Records for the task:
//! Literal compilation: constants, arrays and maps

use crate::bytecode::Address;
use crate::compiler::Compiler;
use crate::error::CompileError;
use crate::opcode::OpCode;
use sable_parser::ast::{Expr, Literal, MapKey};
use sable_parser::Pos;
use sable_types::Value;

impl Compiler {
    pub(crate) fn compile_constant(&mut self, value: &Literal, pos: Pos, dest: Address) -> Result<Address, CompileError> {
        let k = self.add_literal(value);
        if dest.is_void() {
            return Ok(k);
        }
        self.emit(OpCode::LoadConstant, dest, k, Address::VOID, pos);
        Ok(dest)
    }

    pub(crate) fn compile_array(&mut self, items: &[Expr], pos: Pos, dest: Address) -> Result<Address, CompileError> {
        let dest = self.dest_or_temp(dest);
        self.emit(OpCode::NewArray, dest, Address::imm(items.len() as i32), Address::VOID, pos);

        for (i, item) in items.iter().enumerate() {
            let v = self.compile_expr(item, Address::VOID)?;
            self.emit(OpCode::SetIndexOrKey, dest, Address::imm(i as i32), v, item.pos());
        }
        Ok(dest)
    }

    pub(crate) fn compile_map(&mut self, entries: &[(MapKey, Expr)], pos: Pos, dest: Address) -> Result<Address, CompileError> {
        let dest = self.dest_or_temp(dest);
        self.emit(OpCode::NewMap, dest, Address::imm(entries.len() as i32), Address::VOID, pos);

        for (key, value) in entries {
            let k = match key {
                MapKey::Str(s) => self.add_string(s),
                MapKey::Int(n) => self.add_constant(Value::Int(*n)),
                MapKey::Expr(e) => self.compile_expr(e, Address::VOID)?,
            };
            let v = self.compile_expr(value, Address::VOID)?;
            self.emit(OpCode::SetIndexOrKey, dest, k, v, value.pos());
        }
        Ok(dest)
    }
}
---
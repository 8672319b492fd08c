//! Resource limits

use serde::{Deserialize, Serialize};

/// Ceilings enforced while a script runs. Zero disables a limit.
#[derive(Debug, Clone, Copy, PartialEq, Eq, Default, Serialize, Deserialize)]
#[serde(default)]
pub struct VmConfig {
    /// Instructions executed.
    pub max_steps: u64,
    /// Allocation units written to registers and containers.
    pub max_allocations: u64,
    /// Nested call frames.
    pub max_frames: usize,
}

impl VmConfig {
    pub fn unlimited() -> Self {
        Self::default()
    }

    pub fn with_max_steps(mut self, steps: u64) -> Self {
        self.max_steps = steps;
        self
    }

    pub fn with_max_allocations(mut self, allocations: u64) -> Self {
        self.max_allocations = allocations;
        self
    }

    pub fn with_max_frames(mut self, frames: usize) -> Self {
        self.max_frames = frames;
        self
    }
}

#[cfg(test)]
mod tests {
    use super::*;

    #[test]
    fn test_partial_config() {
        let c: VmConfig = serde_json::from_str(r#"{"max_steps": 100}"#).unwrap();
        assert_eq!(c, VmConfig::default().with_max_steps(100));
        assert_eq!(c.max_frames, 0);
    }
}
---
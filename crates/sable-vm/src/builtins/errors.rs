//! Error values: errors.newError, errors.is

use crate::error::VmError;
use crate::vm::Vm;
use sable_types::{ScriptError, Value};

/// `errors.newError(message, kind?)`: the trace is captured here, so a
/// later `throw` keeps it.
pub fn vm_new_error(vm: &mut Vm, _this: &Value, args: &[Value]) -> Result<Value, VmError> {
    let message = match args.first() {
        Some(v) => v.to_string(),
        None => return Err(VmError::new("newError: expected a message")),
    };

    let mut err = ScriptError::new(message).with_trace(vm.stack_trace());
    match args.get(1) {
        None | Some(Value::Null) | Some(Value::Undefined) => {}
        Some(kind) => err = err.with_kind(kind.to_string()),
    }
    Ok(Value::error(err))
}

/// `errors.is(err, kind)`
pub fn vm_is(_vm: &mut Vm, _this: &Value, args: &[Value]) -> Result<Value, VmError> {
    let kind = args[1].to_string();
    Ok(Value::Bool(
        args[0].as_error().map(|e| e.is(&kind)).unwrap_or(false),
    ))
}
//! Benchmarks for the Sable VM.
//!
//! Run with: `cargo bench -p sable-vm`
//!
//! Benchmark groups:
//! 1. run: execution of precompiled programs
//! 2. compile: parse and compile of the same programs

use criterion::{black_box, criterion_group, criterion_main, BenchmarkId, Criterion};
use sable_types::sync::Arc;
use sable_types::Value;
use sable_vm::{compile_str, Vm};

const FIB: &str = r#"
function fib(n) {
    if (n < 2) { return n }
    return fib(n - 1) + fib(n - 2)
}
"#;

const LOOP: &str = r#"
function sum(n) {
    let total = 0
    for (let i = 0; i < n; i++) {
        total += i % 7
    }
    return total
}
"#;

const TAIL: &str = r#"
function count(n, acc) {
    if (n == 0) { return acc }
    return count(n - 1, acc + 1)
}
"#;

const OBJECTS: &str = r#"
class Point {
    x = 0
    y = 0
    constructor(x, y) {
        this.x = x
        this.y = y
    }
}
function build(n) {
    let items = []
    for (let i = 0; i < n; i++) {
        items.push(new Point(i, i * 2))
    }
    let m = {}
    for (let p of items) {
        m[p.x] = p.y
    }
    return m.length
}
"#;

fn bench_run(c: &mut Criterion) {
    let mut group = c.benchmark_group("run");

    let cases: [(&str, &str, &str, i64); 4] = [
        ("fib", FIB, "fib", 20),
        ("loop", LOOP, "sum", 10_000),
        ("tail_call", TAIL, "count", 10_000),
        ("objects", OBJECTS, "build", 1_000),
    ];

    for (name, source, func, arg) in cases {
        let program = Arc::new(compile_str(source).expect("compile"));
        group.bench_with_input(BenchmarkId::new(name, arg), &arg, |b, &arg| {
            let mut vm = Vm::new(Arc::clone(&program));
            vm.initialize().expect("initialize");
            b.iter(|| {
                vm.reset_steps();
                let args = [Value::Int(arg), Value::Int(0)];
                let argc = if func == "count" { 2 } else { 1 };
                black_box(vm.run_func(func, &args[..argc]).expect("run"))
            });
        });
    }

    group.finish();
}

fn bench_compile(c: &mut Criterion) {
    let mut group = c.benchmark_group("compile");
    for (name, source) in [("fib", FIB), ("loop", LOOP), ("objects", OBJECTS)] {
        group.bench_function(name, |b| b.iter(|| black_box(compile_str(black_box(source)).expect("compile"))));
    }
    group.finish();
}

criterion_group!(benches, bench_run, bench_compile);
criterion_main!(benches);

What to produce:
Supply the count of lines in the entries that contain the word "VmError", and nothing besides.

Result of the exercise:
4